You can’t have a rumbustious performance from John Lewis (although I remember him once inadvertently belching during an announcement) but every bit as much as Bud Powell he was the key pianist in modern jazz of this period. However, the MJQ on the (10) tracks is virtually inaudible. It’s fascinating and riveting to hear Bird flying without much interruption on a flying Song Is You and a reflective Funny Valentine with merely a bit of pounding from Clarke. But Bird hears the quartet and his improvisations are imperturbably clear and lucid. He wails joyously on Cool Blues, too.

The liner note speculates that Bird tired quickly of the string routines, and that his frustration can be heard in his temper. I don’t agree, and the only element that justified such misfiring pretence was the soloist’s ability to play passionately over the encumbrance as though it wasn’t happening. Likewise Machito’s magnificent orchestra, so good at Cuban stuff, benefited from having Bird stuck on to it, although one feels it was Bird that had . . . well, never mind.

This album delivers the exciting experience it appears, on paper, to be. But let’s be clear, the original balance is sometimes so awful that if lesser beings were involved we wouldn’t bother listening. But when it’s good, as in the five-minute Ornithology, Parker lives up to the god-like reputation (a word for his acolyte Red Rodney on these tracks, always interesting and reliable, accepting the inevitability of being pre-empted by the jazz Leonardo’s solos on things like Cheryl or the fabulously articulated Ko-Ko where Haig has a small dazzle of his own).

The hard work that its compilers have put into this has also produced a valuable record of the history of the period.

Discography
CD1: (1) A Night in Tunisia; Dizzy Atmosphere; Groovin’ High; Confirmation; Ko-Ko; (2) The Bird; (3) Repetition; (4) Leap Here; Indiana; Lover Come Back To Me (71.32)
CD2: (5) The Opener; Lester Leaps In; Embraceable You; The Closer; Ow; Flying Home; How High The Moon; Perdido (68.01)
CD3: (6) Ornithology; Cheryl; Ko-Ko; All The Things You Are; (7) Now’s The Time; (8) What Is This Thing Called Love?; April In Paris; Repetition; (8) Easy To Love; Rocker; Just Friends; Easy To Love; Repetition; (8) Just Friends; Easy To Love; Repetition; Just Friends; Easy To Love (63.48)
CD4: (9) A Night In Tunisia; 52nd Street Theme; (10) The Song Is You; My Funny Valentine; Cool Blues; (11) No Noise; Mango Mangue; Tanga; (12) Bean And The Boys; Stuffy; Mambo; (13) Lament For The Congo; (14) I Can’t Get Started (61.51)

Parker (as, except on Tanga) with:
(1) Dizzy Gillespie Quintet: Gillespie (t); John Lewis (p); Al McKibben (b); Joe Harris (d). 29 September 1949.
(2) Hank Jones (p); Ray Brown (b); Shelly Manne (d).
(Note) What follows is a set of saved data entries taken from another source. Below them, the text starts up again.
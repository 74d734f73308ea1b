//! Processed sample state
//!
//! A sample entry moves through the processor to one of three terminal states:
//! Skipped (inactive), Failed (per-sample error), or Completed. Completed samples
//! carry type-specific metrics; the reconciliation detail used by period scaling stays
//! in these structures and only reaches the catalogue through [`ProcessedSample::into_record`].

use crate::services::merge_tool::MergeError;
use crate::services::prescale_client::PrescaledTriggers;
use indexmap::IndexMap;
use rarexsec_common::catalogue::{
    BeamRunMetrics, CatalogueSample, DetvarRecord, PotEquivComponents, SampleKind,
};
use rarexsec_common::recipe::RecipeSample;
use rarexsec_common::RunSubrun;
use std::collections::{BTreeMap, BTreeSet};
use std::path::PathBuf;
use thiserror::Error;

/// Recipe `sample_type`
#[derive(Debug, Clone, Copy, PartialEq, Eq)]
pub enum SampleType {
    Mc,
    Data,
    Ext,
    Dirt,
}

impl SampleType {
    /// Case-insensitive; absent means `mc`, unknown values fall back to `mc` with a warning
    pub fn from_recipe(value: Option<&str>) -> Self {
        let Some(raw) = value.map(str::trim).filter(|v| !v.is_empty()) else {
            return SampleType::Mc;
        };
        match raw.to_ascii_lowercase().as_str() {
            "mc" => SampleType::Mc,
            "data" => SampleType::Data,
            "ext" => SampleType::Ext,
            "dirt" => SampleType::Dirt,
            other => {
                tracing::warn!(sample_type = other, "Unknown sample_type, treating as mc");
                SampleType::Mc
            }
        }
    }
}

/// Classification by fixed precedence: ext > dirt > data > strangeness marker > beam
pub fn classify(sample: &RecipeSample) -> SampleKind {
    let sample_type = sample
        .sample_type
        .as_deref()
        .unwrap_or("")
        .to_ascii_lowercase();

    match sample_type.as_str() {
        "ext" => return SampleKind::Ext,
        "dirt" => return SampleKind::Dirt,
        "data" => return SampleKind::Data,
        _ => {}
    }

    let key = sample.sample_key.as_deref().unwrap_or("").to_lowercase();
    let truth = sample.truth_filter.as_deref().unwrap_or("").to_lowercase();
    if key.contains("strange") || truth.contains("strange") || truth.contains("mc_n_strange") {
        return SampleKind::Strangeness;
    }
    SampleKind::Beam
}

/// Why a sample ended in the Failed state
#[derive(Debug, Error)]
pub enum SampleFailure {
    #[error("sample has no stage_name")]
    MissingStageName,

    #[error("Stage '{0}' not found in XML outdirs")]
    UnknownStage(String),

    #[error("sample has no sample_key")]
    MissingSampleKey,

    #[error("Output directory '{0}' is not writable: {1}")]
    OutputNotWritable(PathBuf, String),

    #[error("Cannot remove existing file '{0}': {1}")]
    StaleOutput(PathBuf, String),

    #[error("Merge failed: {0}")]
    Merge(#[from] MergeError),
}

/// Terminal processing state
#[derive(Debug)]
pub enum SampleState {
    /// Inactive entry; no side effects
    Skipped,
    Failed(SampleFailure),
    Completed,
}

/// Beam-monitor reconciliation result of a data sample
#[derive(Debug, Clone, Default, PartialEq)]
pub struct BeamMonitorOutcome {
    pub totals: BeamRunMetrics,
    pub by_run: BTreeMap<i64, BeamRunMetrics>,
    /// False when the store could not be opened or queried
    pub store_available: bool,
}

/// Trigger reconciliation and prescale result of an EXT sample
#[derive(Debug, Clone, Default, PartialEq)]
pub struct ExtTriggerOutcome {
    /// Raw `EXTTrig` sum from the trigger store
    pub raw_total: i64,
    pub by_run_raw: BTreeMap<i64, i64>,
    pub prescaled: PrescaledTriggers,
    pub store_available: bool,
}

/// Type-specific metrics of a Completed sample
#[derive(Debug, Clone, PartialEq)]
pub enum SampleMetrics {
    /// MC and detector variations
    McLike { pot: f64, pot_eff: f64 },
    Data {
        pot: f64,
        pot_eff: f64,
        beam: BeamMonitorOutcome,
    },
    Ext {
        /// Nominal trigger count from the recipe
        trig: i64,
        triggers: ExtTriggerOutcome,
    },
    Dirt { pot: f64 },
}

/// Bookkeeping fields written to the catalogue record
#[derive(Debug, Clone, Copy, Default, PartialEq)]
pub struct PublicMetrics {
    pub pot: f64,
    pub pot_eff: f64,
    pub trig: i64,
    pub trig_eff: i64,
}

impl SampleMetrics {
    pub fn public(&self) -> PublicMetrics {
        match self {
            SampleMetrics::McLike { pot, pot_eff } | SampleMetrics::Data { pot, pot_eff, .. } => {
                PublicMetrics {
                    pot: *pot,
                    pot_eff: *pot_eff,
                    ..PublicMetrics::default()
                }
            }
            SampleMetrics::Ext { trig, triggers } => PublicMetrics {
                trig: *trig,
                trig_eff: triggers.raw_total,
                ..PublicMetrics::default()
            },
            SampleMetrics::Dirt { pot } => PublicMetrics {
                pot: *pot,
                ..PublicMetrics::default()
            },
        }
    }
}

/// Result of running one entry (sample or detector variation) through the processor
#[derive(Debug)]
pub struct SampleOutcome {
    pub state: SampleState,
    /// Merged artifact path (set once the sample completes)
    pub file: Option<PathBuf>,
    pub pairs: BTreeSet<RunSubrun>,
    pub metrics: Option<SampleMetrics>,
}

impl SampleOutcome {
    pub fn skipped() -> Self {
        Self {
            state: SampleState::Skipped,
            file: None,
            pairs: BTreeSet::new(),
            metrics: None,
        }
    }

    pub fn failed(failure: SampleFailure) -> Self {
        Self {
            state: SampleState::Failed(failure),
            file: None,
            pairs: BTreeSet::new(),
            metrics: None,
        }
    }

    pub fn completed(file: PathBuf, pairs: BTreeSet<RunSubrun>, metrics: SampleMetrics) -> Self {
        Self {
            state: SampleState::Completed,
            file: Some(file),
            pairs,
            metrics: Some(metrics),
        }
    }

    pub fn is_completed(&self) -> bool {
        matches!(self.state, SampleState::Completed)
    }
}

#[derive(Debug)]
pub struct ProcessedVariation {
    pub recipe: RecipeSample,
    pub outcome: SampleOutcome,
}

/// A sample entry after phase one, ready for period scaling
#[derive(Debug)]
pub struct ProcessedSample {
    pub recipe: RecipeSample,
    pub kind: SampleKind,
    pub outcome: SampleOutcome,
    pub variations: Vec<ProcessedVariation>,
}

/// Equivalent exposure assigned to an EXT sample by period scaling
#[derive(Debug, Clone, Default, PartialEq)]
pub struct ExtScaling {
    pub pot_equiv: f64,
    pub components: PotEquivComponents,
    pub numi_by_run_ref: BTreeMap<i64, BeamRunMetrics>,
}

/// Computed fields that replace same-named recipe keys
const COMPUTED_KEYS: [&str; 12] = [
    "file",
    "pot",
    "pot_eff",
    "trig",
    "trig_eff",
    "kind",
    "detvars",
    "pot_equiv",
    "pot_equiv_components",
    "ext_prescale_details",
    "ext_by_run_raw",
    "numi_by_run_ref",
];

impl ProcessedSample {
    pub fn is_completed(&self) -> bool {
        self.outcome.is_completed()
    }

    pub fn beam_monitor(&self) -> Option<&BeamMonitorOutcome> {
        match &self.outcome.metrics {
            Some(SampleMetrics::Data { beam, .. }) => Some(beam),
            _ => None,
        }
    }

    pub fn ext_triggers(&self) -> Option<&ExtTriggerOutcome> {
        match &self.outcome.metrics {
            Some(SampleMetrics::Ext { triggers, .. }) => Some(triggers),
            _ => None,
        }
    }

    /// Public catalogue record; recipe-internal keys and working state are dropped
    pub fn into_record(self, scaling: Option<ExtScaling>) -> CatalogueSample {
        let mut extra = self.recipe.extra;
        let mut record = CatalogueSample::new(self.kind, serde_json::Map::new(), self.recipe.active);

        if let (SampleState::Completed, Some(metrics)) = (&self.outcome.state, &self.outcome.metrics) {
            let public = metrics.public();
            record.file = self.outcome.file.as_ref().map(|p| p.display().to_string());
            record.pot = Some(public.pot);
            record.pot_eff = Some(public.pot_eff);
            record.trig = Some(public.trig);
            record.trig_eff = Some(public.trig_eff);

            if let (SampleMetrics::Ext { triggers, .. }, Some(scaling)) = (metrics, scaling) {
                record.pot_equiv = Some(scaling.pot_equiv);
                record.pot_equiv_components = Some(scaling.components);
                record.ext_prescale_details = Some(triggers.prescaled.details.clone());
                record.ext_by_run_raw = Some(triggers.by_run_raw.clone());
                record.numi_by_run_ref = Some(scaling.numi_by_run_ref);
            }
        }

        if !self.variations.is_empty() {
            let detvars: IndexMap<String, DetvarRecord> = self
                .variations
                .iter()
                .enumerate()
                .map(|(position, variation)| {
                    (variation.recipe.variation_tag(position), variation.detvar_record())
                })
                .collect();
            record.detvars = Some(detvars);
        }

        for key in COMPUTED_KEYS {
            extra.remove(key);
        }
        record.extra = extra;
        record
    }
}

impl ProcessedVariation {
    fn detvar_record(&self) -> DetvarRecord {
        match (&self.outcome.state, &self.outcome.metrics) {
            (SampleState::Completed, Some(metrics)) => {
                let public = metrics.public();
                DetvarRecord {
                    file: self.outcome.file.as_ref().map(|p| p.display().to_string()),
                    pot: Some(public.pot),
                    pot_eff: Some(public.pot_eff),
                    trig: Some(public.trig),
                    trig_eff: Some(public.trig_eff),
                }
            }
            _ => DetvarRecord::default(),
        }
    }
}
December 1947.
(3) Neal Hefti Orchestra. December 1947.
(4) JATP: Fats Navarro (t); Tommy Turk (tb); Sonny Criss (as); Flip Phillips (ts); Hank Jones (p); Ray Brown (b); Shelly Manne (d). 11 February 1949.
(5) JATP: Roy Eldridge (t); Tommy Turk (tb); Lester Young, Flip Phillips (ts); Hank Jones (p); Ray Brown (b); Ella Fitzgerald (v, on Flying Home, How High The Moon and Perdido). 17 & 18 September 1949 (overnight).
(6) Red Rodney (t); Al Haig (p); Tommy Potter (b); Roy Haynes (d). 24 December 1949.
(7) with strings. 1st concert. 16 and 17 September 1950 (overnight).
(8) with strings: same as (7) second concert.
(9) same concert as (7) minus strings: Dizzy Gillespie (t); Walter Bishop (p); Walter Yost (b); Roy Haynes (d).
(10) John Lewis (p); Percy Heath (b); Kenny Clarke (d). 25 September 1954.